健全な不動産賃貸経営を行うために、知っておきたいキャッシュフロー表の作り方

所有している不動産をひとに貸すということは、賃貸経営を始めるという事です。経営ですから、会社と同じようにお金がどのように動いているのか把握しなければなりません。入ってくるお金よりも出ていくお金が多ければ、赤字経営ですし、入ってくるお金から出ていくお金を賄えるのであれば、黒字経営となります。

経営は、入ってくるお金がいくらで、出ていくお金がいくらなのかを把握することが大切です。賃貸経営の現場では、それを一目でわかりやすく把握するために、キャッシュフローツリーというものを作成します。

ここでは、キャッシュフローツリーの作り方をお伝えします。キャッシュフローは、どうしても数字を甘く見てしまいがちですが、ストレスがなく健全な賃貸経営を行うためには、多少厳しく見ることも必要です。どういった項目があるかを知り、各項目の数値を出してみることで、より健全な賃貸経営の第一歩としてください。

キャッシュフローを導き出すための項目

キャッシュフローですから、まず、入ってくるお金(収入の部)と、出ていくお金(支出の部)のふたつの項目に分類します。

収入の部

収入の部には家賃や駐輪場や駐車場などの家賃以外の収入がありますが、家賃は、常に相場のマックス賃料で貸せるとは限りません。貸し出す時期が繁忙期(1-3月)か閑散期(6-8月)かによっても変動します。また空室期間も時期によって異なりますので、リース損や空室損で調整します。

GPI(Gross Potential Income) 年間潜在総収入

保有物件が、その地域の賃貸市場における最大限の市場家賃(マックス相場)で賃貸できた場合に得られる、年間の総賃料収入総額のことを言います。実際に貸している額ではなく、最大限の相場賃料です。

リース損

入居者との契約した賃料が、市場家賃より低い場合に発生する損失。GPIと、現実的に成約しそうな賃料の差です。

空室損

空室によって発生する損失です。空室損には、入居者が決まらない空室、原状回復期間中の空室といった物理的空室の他に、オーナーが自己使用しているため賃貸できない部屋の経済的空室があります。満室経営の場合、空室損をゼロにしてしまいがちですが、予期せぬ退去による原状回復工事の期間も、そこから新しい入居者が決まるまでの期間も空室ですので、ゼロではなく、きちんと数値を入れておくことが大事です。

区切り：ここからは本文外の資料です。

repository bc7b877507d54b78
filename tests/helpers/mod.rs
// ==========================================
// 集成测试辅助模块
// ==========================================

#![allow(dead_code)]

pub mod test_data_builder;
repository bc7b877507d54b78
// ==========================================
// 入库批次汇总引擎 - 领域模型层
// ==========================================
// 职责: 定义领域实体、值对象、枚举
// 红线: 不含数据访问逻辑,不含引擎逻辑
// ==========================================

pub mod batch;
pub mod filter;
pub mod settings;
pub mod summary;
pub mod types;

// 重导出核心类型
pub use batch::{
    BatchItem, BatchSnapshot, BuylistLot, Dimensions, Inventory, PlanSet, PresetTotals, Product,
    ShipmentPlan,
};
pub use filter::{FilterConfiguration, SelectionDescriptor};
pub use settings::{CasePackFlags, GlobalSettings, UnitTable, CM, KG};
pub use summary::BatchSummary;
pub use types::{FeedState, UnitSystem};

GPIの5%を見込むことが多いようですが、空室率は地域によって異なりますので、経験の豊富な管理会社や担当者に聞いてみることをお勧めします。

未回収損

滞納などによる、回収が不能な賃料。サブリースや、入居者が保証会社と契約している場合は、未回収はほぼゼロです。

その他の収入(雑収入)

駐輪場や駐車場といった、賃料以外の収入です。

EGI(Effective Gross Income)実効総収入

GPIから、リース損や空室損、未回収損を差し引いた年間の賃料収入に家賃以外の駐車場や駐輪場等の収入を加算した年間収入です。

EGI(実効総収入)=
GPI(年間潜在総収入)-リース損-空室損-未回収損+その他の収入

支出の部

不動産を所有し他人に貸す場合には、貸せる状態を維持していくための運営費や修繕費がかかります。キャッシュフローツリーで用いられる主な支出の項目です。

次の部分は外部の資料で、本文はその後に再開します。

// ==========================================
// 入库批次汇总引擎 - 批次汇总
// ==========================================
// 职责: 单次遍历批次条目, 过滤后累计汇总, 最后归一化
// 输入: 批次快照 + 过滤配置 + 全局设置 + 整箱判定
// 输出: BatchSummary
// ==========================================
// 过滤顺序 (首个拒绝即排除):
// 1) 错误过滤  2) 货件计划过滤  3) 结构过滤
// ==========================================

use crate::domain::batch::{BatchItem, BatchSnapshot};
use crate::domain::filter::{FilterConfiguration, SelectionDescriptor};
use crate::domain::settings::GlobalSettings;
use crate::domain::summary::BatchSummary;
use crate::engine::case_pack::CasePackedPredicate;
use crate::engine::item_filter::{
    flatten_selection, has_errors, matches_selection, structural_rejection, ExclusionReason,
};
use tracing::{debug, instrument, trace};

// ==========================================
// BatchSummaryEngine - 批次汇总引擎
// ==========================================
// 红线: 无状态引擎,所有方法都是纯函数,不修改输入
#[derive(Debug, Clone, Copy, Default)]
pub struct BatchSummaryEngine;

impl BatchSummaryEngine {
    /// 创建新的批次汇总引擎
    pub fn new() -> Self {
        Self
    }

    // ==========================================
    // 核心方法
    // ==========================================

    /// 汇总批次
    ///
    /// # 参数
    /// - `batch`: 批次快照 (未加载时直接透传预置汇总)
    /// - `filter`: 过滤配置
    /// - `settings`: 全局设置 (单位制、整箱开关)
    /// - `case_packed`: 外部整箱判定, 仅货件计划过滤使用
    ///
    /// # 返回
    /// 批次汇总; total_payout 为扣除成本后的净回款
    #[instrument(skip_all, fields(
        loaded = batch.loaded,
        items_count = batch.items.len(),
        unit_system = %settings.unit_system()
    ))]
    pub fn summarize<P>(
        &self,
        batch: &BatchSnapshot,
        filter: &FilterConfiguration,
        settings: &GlobalSettings,
        case_packed: &P,
    ) -> BatchSummary
    where
        P: CasePackedPredicate + ?Sized,
    {
        if !batch.loaded {
            debug!("批次未加载, 透传预置汇总");
            return BatchSummary::from_preset(&batch.preset);
        }

        let descriptors = flatten_selection(filter);
        let (len_mult, mass_mult) = settings.multipliers();
        let mut summary = BatchSummary::default();

        for (index, item) in batch.items.iter().enumerate() {
            if let Err(reason) = self.classify_with(item, filter, &descriptors, settings, case_packed)
            {
                trace!(index, item_id = ?item.id, %reason, "条目被排除");
                continue;
            }

            Self::accumulate(&mut summary, item, len_mult, mass_mult);
        }

        Self::normalize(&mut summary);

        debug!(
            total_count = summary.total_count,
            total_quantity = summary.total_quantity,
            total_cost = summary.total_cost,
            total_payout = summary.total_payout,
            "批次汇总完成"
        );

        summary
    }

    /// 判定单个条目是否计入汇总
    ///
    /// # 返回
    /// - `Ok(())`: 计入
    /// - `Err(reason)`: 第一个拒绝该条目的过滤阶段
    pub fn classify<P>(
        &self,
        item: &BatchItem,
        filter: &FilterConfiguration,
        settings: &GlobalSettings,
        case_packed: &P,
    ) -> Result<(), ExclusionReason>
    where
        P: CasePackedPredicate + ?Sized,
    {
        let descriptors = flatten_selection(filter);
        self.classify_with(item, filter, &descriptors, settings, case_packed)
    }

    /// 计入汇总的条目 (保持输入顺序)
    ///
    /// 与 summarize 使用同一套过滤规则, 列表与汇总保持一致; 未加载批次返回空列表
    pub fn included_items<'a, P>(
        &self,
        batch: &'a BatchSnapshot,
        filter: &FilterConfiguration,
        settings: &GlobalSettings,
        case_packed: &P,
    ) -> Vec<&'a BatchItem>
    where
        P: CasePackedPredicate + ?Sized,
    {
        if !batch.loaded {
            return Vec::new();
        }

        let descriptors = flatten_selection(filter);
        batch
            .items
            .iter()
            .filter(|item| {
                self.classify_with(item, filter, &descriptors, settings, case_packed)
                    .is_ok()
            })
            .collect()
    }

    // ==========================================
    // 过滤
    // ==========================================

    fn classify_with<P>(
        &self,
        item: &BatchItem,
        filter: &FilterConfiguration,
        descriptors: &[&SelectionDescriptor],
        settings: &GlobalSettings,
        case_packed: &P,
    ) -> Result<(), ExclusionReason>
    where
        P: CasePackedPredicate + ?Sized,
    {
        // 1. 错误过滤
        if filter.filter_items_with_errors && !has_errors(item) {
            return Err(ExclusionReason::NoErrors);
        }

        // 2. 货件计划过滤 (有键即启用, 即使列表为空)
        if filter.has_shipment_filter()
            && !matches_selection(item, descriptors, settings.case_pack_flags(), case_packed)
        {
            return Err(ExclusionReason::NoMatchingPlan);
        }

        // 3. 结构过滤
        match structural_rejection(item, filter) {
            Some(reason) => Err(reason),
            None => Ok(()),
        }
    }

    // ==========================================
    // 累计与归一化
    // ==========================================

    fn accumulate(summary: &mut BatchSummary, item: &BatchItem, len_mult: f64, mass_mult: f64) {
        let quantity = f64::from(item.quantity);
        let product = &item.inventory.product;

        summary.total_count += 1;
        summary.total_quantity += u64::from(item.quantity);
        summary.total_ordered += u64::from(item.ordered);
        summary.total_cost += item.buylist_cost();
        summary.total_payout += item.inventory.payout;
        summary.total_rank += product.rank * quantity;

        // 原始尺寸为百分位整数
        let dim = product.dimensions;
        let length = dim.length / 100.0 * len_mult;
        let width = dim.width / 100.0 * len_mult;
        let height = dim.height / 100.0 * len_mult;
        let weight = dim.weight / 100.0 * mass_mult;

        // 体积只统计已有货件计划的条目
        if item.has_plans() {
            summary.total_volume += length * width * height * quantity;
        }
        summary.total_weight += weight * quantity;
    }

    fn normalize(summary: &mut BatchSummary) {
        if summary.total_quantity > 0 {
            summary.avg_rank = Some((summary.total_rank / summary.total_quantity as f64).floor());
        }
        summary.total_payout -= summary.total_cost;
    }
}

OPEX(Operating Expense) 運営費

火災保険や施設賠償保険といった保険料、管理会社に依頼する場合は管理業務委託料、固定資産税・都市計画税、一棟の場合は共用部分の公共料金や定期清掃費、消防設備・水道設備・電気設備などの法定点検費用、エレベーター保守点検費用、区分所有建物の場合は、管理費や修繕積立金など、賃貸経営を継続するうえで必要な年間の経費です。原状回復費用や入居者募集時の仲介手数料・広告費もここに入ります。

NOI(Net Operating Income)営業純利益

NOIは、営業純利益。借入を行わないで賃貸経営を行った場合の、税引き前の利益で、実効総収入(EGI)–運営費(OPEX)で求めます。収入から必要経費を差し引いた額ですので、物件の稼ぐ力です。

健全な賃貸経営には物件の稼ぐ力、NOIを上げる方法を考えていくことが大切です。
NOIを上げるには、

  1. GPIを上げる
  2. リース損や空室損を下げる
  3. OPEXを下げる

といった方法がありますが、GPIを上げるには、リノベーション等により、市場家賃より高い家賃で貸せる価値を生み出す方法がありますし、OPEXを下げるには、メンテナンスを繰り延べたり、費用を削減する方法があります。但し、リノベーションは、掛けた費用に比べて効果が得られなかったり、メンテナンスの繰り延べや費用の削減は、質が下がって物件の競争力低下につながり、空室率が上がることもありますので、バランスを考えた施策が必要です。

NOIを上げる方法は、物件ごと、地域ごとに異なりますので、経験豊富な賃貸管理会社や担当者に相談し、バランスの良いキャッシュフローツリーを組んでいくことが大切です。

借入を行った場合の支出の部

ここから見ていくのは、借入をして物件を購入もしくは、借入をしてリフォームなどを行った場合の収支項目です。NOIから差し引く項目です。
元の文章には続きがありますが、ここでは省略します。